Only the lines from the top of the data through the one with "pub fn all()" are to be written out, each exactly as it stands.
▶
// 📦 Domain Model - Datasets, records, scores and derived rows
//
// Three record kinds arrive from outside as immutable, tagged dataset
// versions. Nothing links them except natural keys: entity name,
// jurisdiction code and license number.

use chrono::{DateTime, Utc};
use serde::{Deserialize, Serialize};
use std::fmt;
use std::str::FromStr;

// ============================================================================
// DATASET VERSIONS
// ============================================================================

#[derive(Debug, Clone, Copy, PartialEq, Eq, Hash, Serialize, Deserialize)]
#[serde(rename_all = "snake_case")]
pub enum DatasetKind {
    Entities,
    Results,
    Overrides,
}

impl DatasetKind {
    pub fn as_str(&self) -> &'static str {
        match self {
            DatasetKind::Entities => "entities",
            DatasetKind::Results => "results",
            DatasetKind::Overrides => "overrides",
        }
    }

    pub fn all() -> [DatasetKind; 3] {
        [DatasetKind::Entities, DatasetKind::Results, DatasetKind::Overrides]
    }
}

impl fmt::Display for DatasetKind {
    fn fmt(&self, f: &mut fmt::Formatter<'_>) -> fmt::Result {
        f.write_str(self.as_str())
    }
}

impl FromStr for DatasetKind {
    type Err = String;

    fn from_str(s: &str) -> Result<Self, Self::Err> {
        match s.trim().to_lowercase().as_str() {
            "entities" | "entity" => Ok(DatasetKind::Entities),
            "results" | "result" => Ok(DatasetKind::Results),
            "overrides" | "override" => Ok(DatasetKind::Overrides),
            other => Err(format!("unknown dataset kind: {}", other)),
        }
    }
}

/// Surrogate id of a dataset version. Always passed explicitly, there is no
/// process-wide "current" dataset.
#[derive(Debug, Clone, Copy, PartialEq, Eq, Hash, PartialOrd, Ord, Serialize, Deserialize)]
pub struct DatasetId(pub i64);

impl fmt::Display for DatasetId {
    fn fmt(&self, f: &mut fmt::Formatter<'_>) -> fmt::Result {
        write!(f, "#{}", self.0)
    }
}

#[derive(Debug, Clone, Serialize, Deserialize)]
pub struct DatasetVersion {
    pub id: DatasetId,
    pub kind: DatasetKind,
    pub tag: String,
    /// SHA-256 over the imported rows
    pub content_hash: String,
    pub row_count: i64,
    pub created_at: DateTime<Utc>,
}

// ============================================================================
// RECORDS
// ============================================================================

/// Mailing / premises address as supplied, before normalization
#[derive(Debug, Clone, Default, PartialEq, Serialize, Deserialize)]
pub struct Address {
    pub address: Option<String>,
    pub suite: Option<String>,
    pub city: Option<String>,
    pub state: Option<String>,
    pub zip: Option<String>,
}

impl Address {
    pub fn new(address: &str, city: &str, state: &str, zip: &str) -> Self {
        Address {
            address: non_empty(address),
            suite: None,
            city: non_empty(city),
            state: non_empty(state),
            zip: non_empty(zip),
        }
    }

    pub fn with_suite(mut self, suite: &str) -> Self {
        self.suite = non_empty(suite);
        self
    }

    pub fn is_empty(&self) -> bool {
        self.address.is_none()
            && self.suite.is_none()
            && self.city.is_none()
            && self.state.is_none()
            && self.zip.is_none()
    }
}

/// A regulated business tracked by name and claimed jurisdictions
#[derive(Debug, Clone, Serialize, Deserialize)]
pub struct Entity {
    pub id: i64,
    pub dataset_id: DatasetId,
    pub name: String,
    pub address: Address,
    /// Upper-cased two letter codes, sorted, no duplicates
    pub jurisdictions: Vec<String>,
}

impl Entity {
    pub fn claims(&self, jurisdiction: &str) -> bool {
        self.jurisdictions
            .iter()
            .any(|j| j.eq_ignore_ascii_case(jurisdiction))
    }
}

#[derive(Debug, Clone, Copy, PartialEq, Eq, Serialize, Deserialize)]
#[serde(rename_all = "snake_case")]
pub enum ResultStatus {
    Found,
    Empty,
}

impl ResultStatus {
    pub fn as_str(&self) -> &'static str {
        match self {
            ResultStatus::Found => "found",
            ResultStatus::Empty => "empty",
        }
    }
}

impl FromStr for ResultStatus {
    type Err = String;

    fn from_str(s: &str) -> Result<Self, Self::Err> {
        match s.trim().to_lowercase().as_str() {
            "found" | "results_found" => Ok(ResultStatus::Found),
            "empty" | "no_results" | "no_results_found" => Ok(ResultStatus::Empty),
            other => Err(format!("unknown result status: {}", other)),
        }
    }
}

/// One row returned by a jurisdiction's public license lookup
#[derive(Debug, Clone, Serialize, Deserialize)]
pub struct RegistryResult {
    pub id: i64,
    pub dataset_id: DatasetId,
    /// Entity name the search was run for
    pub search_name: String,
    pub jurisdiction: String,
    pub license_number: Option<String>,
    pub license_type: Option<String>,
    pub license_status: Option<String>,
    pub issue_date: Option<String>,
    pub expiration_date: Option<String>,
    /// Business name as printed by the registry
    pub business_name: Option<String>,
    pub address: Address,
    pub status: ResultStatus,
    pub timestamp: DateTime<Utc>,
}

impl RegistryResult {
    pub fn is_found(&self) -> bool {
        self.status == ResultStatus::Found
    }

    pub fn has_license(&self, license_number: &str) -> bool {
        self.license_number
            .as_deref()
            .map_or(false, |l| l.trim().eq_ignore_ascii_case(license_number.trim()))
    }
}

// ============================================================================
// SCORES
// ============================================================================

/// Scores on the 0-100 storage scale
#[derive(Debug, Clone, Copy, PartialEq, Serialize, Deserialize)]
pub struct Scores {
    pub overall: f64,
    pub street: f64,
    pub locality: f64,
}

/// Persisted score of one (entity, result) pair under one dataset pair.
/// Written once, never recomputed.
#[derive(Debug, Clone, Serialize, Deserialize)]
pub struct MatchScore {
    pub result_dataset: DatasetId,
    pub entity_dataset: DatasetId,
    pub entity_id: i64,
    pub result_id: i64,
    #[serde(flatten)]
    pub scores: Scores,
    pub computed_at: DateTime<Utc>,
}

// ============================================================================
// OVERRIDES
// ============================================================================

#[derive(Debug, Clone, Copy, PartialEq, Eq, Serialize, Deserialize)]
#[serde(rename_all = "snake_case")]
pub enum OverrideType {
    /// Reviewer confirmed a specific license belongs to the entity
    Present,
    /// Reviewer confirmed the registry has nothing for the entity
    Empty,
}

impl OverrideType {
    pub fn as_str(&self) -> &'static str {
        match self {
            OverrideType::Present => "present",
            OverrideType::Empty => "empty",
        }
    }
}

impl FromStr for OverrideType {
    type Err = String;

    fn from_str(s: &str) -> Result<Self, Self::Err> {
        match s.trim().to_lowercase().as_str() {
            "present" => Ok(OverrideType::Present),
            "empty" => Ok(OverrideType::Empty),
            other => Err(format!("unknown override type: {}", other)),
        }
    }
}

/// Fields of the matched result as they were when the override was recorded
#[derive(Debug, Clone, Default, PartialEq, Serialize, Deserialize)]
pub struct OverrideSnapshot {
    pub address: Address,
    pub license_status: Option<String>,
    pub issue_date: Option<String>,
    pub expiration_date: Option<String>,
}

impl OverrideSnapshot {
    pub fn of_result(result: &RegistryResult) -> Self {
        OverrideSnapshot {
            address: result.address.clone(),
            license_status: result.license_status.clone(),
            issue_date: result.issue_date.clone(),
            expiration_date: result.expiration_date.clone(),
        }
    }
}

#[derive(Debug, Clone, Serialize, Deserialize)]
pub struct OverrideRecord {
    pub id: i64,
    pub dataset_id: DatasetId,
    pub entity_name: String,
    pub jurisdiction: String,
    pub license_number: Option<String>,
    pub override_type: OverrideType,
    pub reason: Option<String>,
    pub author: Option<String>,
    pub created_at: DateTime<Utc>,
    pub snapshot: OverrideSnapshot,
}

// ============================================================================
// IMPORT INPUTS (records before they belong to a dataset version)
// ============================================================================

#[derive(Debug, Clone, Default, Serialize, Deserialize)]
pub struct EntityInput {
    pub name: String,
    pub address: Address,
    pub jurisdictions: Vec<String>,
}

#[derive(Debug, Clone, Serialize, Deserialize)]
pub struct ResultInput {
    pub search_name: String,
    pub jurisdiction: String,
    pub license_number: Option<String>,
    pub license_type: Option<String>,
    pub license_status: Option<String>,
    pub issue_date: Option<String>,
    pub expiration_date: Option<String>,
    pub business_name: Option<String>,
    pub address: Address,
    pub status: ResultStatus,
    pub timestamp: DateTime<Utc>,
}

#[derive(Debug, Clone, Serialize, Deserialize)]
pub struct OverrideInput {
    pub entity_name: String,
    pub jurisdiction: String,
    pub license_number: Option<String>,
    pub override_type: OverrideType,
    pub reason: Option<String>,
    pub author: Option<String>,
    pub snapshot: OverrideSnapshot,
}

impl OverrideInput {
    /// "Present" override capturing the live result's fields as the snapshot
    pub fn present_from_result(
        entity_name: &str,
        result: &RegistryResult,
        reason: Option<String>,
        author: Option<String>,
    ) -> Self {
        OverrideInput {
            entity_name: entity_name.to_string(),
            jurisdiction: result.jurisdiction.clone(),
            license_number: result.license_number.clone(),
            override_type: OverrideType::Present,
            reason,
            author,
            snapshot: OverrideSnapshot::of_result(result),
        }
    }

    /// "Empty" override: the reviewer found nothing for this pair
    pub fn empty(entity_name: &str, jurisdiction: &str, reason: Option<String>, author: Option<String>) -> Self {
        OverrideInput {
            entity_name: entity_name.to_string(),
            jurisdiction: jurisdiction.to_string(),
            license_number: None,
            override_type: OverrideType::Empty,
            reason,
            author,
            snapshot: OverrideSnapshot::default(),
        }
    }
}

// ============================================================================
// DERIVED ROWS
// ============================================================================

#[derive(Debug, Clone, Copy, PartialEq, Eq, Serialize, Deserialize)]
#[serde(rename_all = "snake_case")]
pub enum StatusBucket {
    Match,
    WeakMatch,
    NoMatch,
    NoData,
}

impl StatusBucket {
    pub fn as_str(&self) -> &'static str {
        match self {
            StatusBucket::Match => "match",
            StatusBucket::WeakMatch => "weak match",
            StatusBucket::NoMatch => "no match",
            StatusBucket::NoData => "no data",
        }
    }
}

impl fmt::Display for StatusBucket {
    fn fmt(&self, f: &mut fmt::Formatter<'_>) -> fmt::Result {
        f.write_str(self.as_str())
    }
}

/// One live result considered for an (entity, jurisdiction) pair
#[derive(Debug, Clone, Serialize, Deserialize)]
pub struct Candidate {
    pub result: RegistryResult,
    pub scores: Option<Scores>,
}

impl Candidate {
    pub fn overall(&self) -> Option<f64> {
        self.scores.map(|s| s.overall)
    }
}

#[derive(Debug, Clone, Serialize, Deserialize)]
pub struct AppliedOverride {
    pub override_id: i64,
    pub override_type: OverrideType,
    pub license_number: Option<String>,
    pub reason: Option<String>,
    pub author: Option<String>,
    /// Live result the override's license number resolved to
    pub matched_result_id: Option<i64>,
}

#[derive(Debug, Clone, Serialize, Deserialize)]
pub struct ReconciledRow {
    pub entity_id: i64,
    pub entity_name: String,
    pub jurisdiction: String,
    pub status: StatusBucket,
    /// Score of the selected result, if it has one
    pub score: Option<f64>,
    pub selected_result_id: Option<i64>,
    /// Every live result for the pair, best first
    pub candidates: Vec<Candidate>,
    pub applied_override: Option<AppliedOverride>,
    /// Whether any search (found or empty) was recorded for the pair
    pub searched: bool,
    pub warnings: Vec<Warning>,
}

impl ReconciledRow {
    pub fn selected(&self) -> Option<&Candidate> {
        let id = self.selected_result_id?;
        self.candidates.iter().find(|c| c.result.id == id)
    }
}

// ============================================================================
// WARNINGS
// ============================================================================

#[derive(Debug, Clone, Copy, PartialEq, Eq, PartialOrd, Ord, Serialize, Deserialize)]
#[serde(rename_all = "snake_case")]
pub enum WarningCode {
    /// W1: "empty" override but a live found result exists
    EmptyOverrideHasLiveResult,
    /// W2: "present" override whose license no live result carries
    OverrideLicenseMissing,
    /// W3: snapshot differs from the live result
    SnapshotDrift,
    /// W4: override names an entity the entity dataset does not have
    UnknownEntity,
}

impl WarningCode {
    pub fn code(&self) -> &'static str {
        match self {
            WarningCode::EmptyOverrideHasLiveResult => "W1",
            WarningCode::OverrideLicenseMissing => "W2",
            WarningCode::SnapshotDrift => "W3",
            WarningCode::UnknownEntity => "W4",
        }
    }

    pub fn severity(&self) -> Severity {
        match self {
            WarningCode::UnknownEntity => Severity::Error,
            _ => Severity::Warning,
        }
    }
}

#[derive(Debug, Clone, Copy, PartialEq, Eq, Serialize, Deserialize)]
#[serde(rename_all = "snake_case")]
pub enum Severity {
    Warning,
    Error,
}

impl Severity {
    pub fn as_str(&self) -> &'static str {
        match self {
            Severity::Warning => "warning",
            Severity::Error => "error",
        }
    }
}

#[derive(Debug, Clone, PartialEq, Serialize, Deserialize)]
pub struct FieldChange {
    pub field: String,
    pub old: String,
    /// None when the live result no longer carries the field
    pub new: Option<String>,
}

#[derive(Debug, Clone, Serialize, Deserialize)]
pub struct Warning {
    pub code: WarningCode,
    pub severity: Severity,
    pub entity_name: String,
    pub jurisdiction: String,
    pub license_number: Option<String>,
    pub override_id: i64,
    pub message: String,
    pub changes: Vec<FieldChange>,
}

impl Warning {
    pub fn changed_fields(&self) -> Vec<&str> {
        self.changes.iter().map(|c| c.field.as_str()).collect()
    }
}

/// Trimmed string or None when blank
pub fn non_empty(value: &str) -> Option<String> {
    let trimmed = value.trim();
    if trimmed.is_empty() {
        None
    } else {
        Some(trimmed.to_string())
    }
}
◀
* [Final answer]
// 📦 Domain Model - Datasets, records, scores and derived rows
//
// Three record kinds arrive from outside as immutable, tagged dataset
// versions. Nothing links them except natural keys: entity name,
// jurisdiction code and license number.

use chrono::{DateTime, Utc};
use serde::{Deserialize, Serialize};
use std::fmt;
use std::str::FromStr;

// ============================================================================
// DATASET VERSIONS
// ============================================================================

#[derive(Debug, Clone, Copy, PartialEq, Eq, Hash, Serialize, Deserialize)]
#[serde(rename_all = "snake_case")]
pub enum DatasetKind {
    Entities,
    Results,
    Overrides,
}

impl DatasetKind {
    pub fn as_str(&self) -> &'static str {
        match self {
            DatasetKind::Entities => "entities",
            DatasetKind::Results => "results",
            DatasetKind::Overrides => "overrides",
        }
    }

    pub fn all() -> [DatasetKind; 3] {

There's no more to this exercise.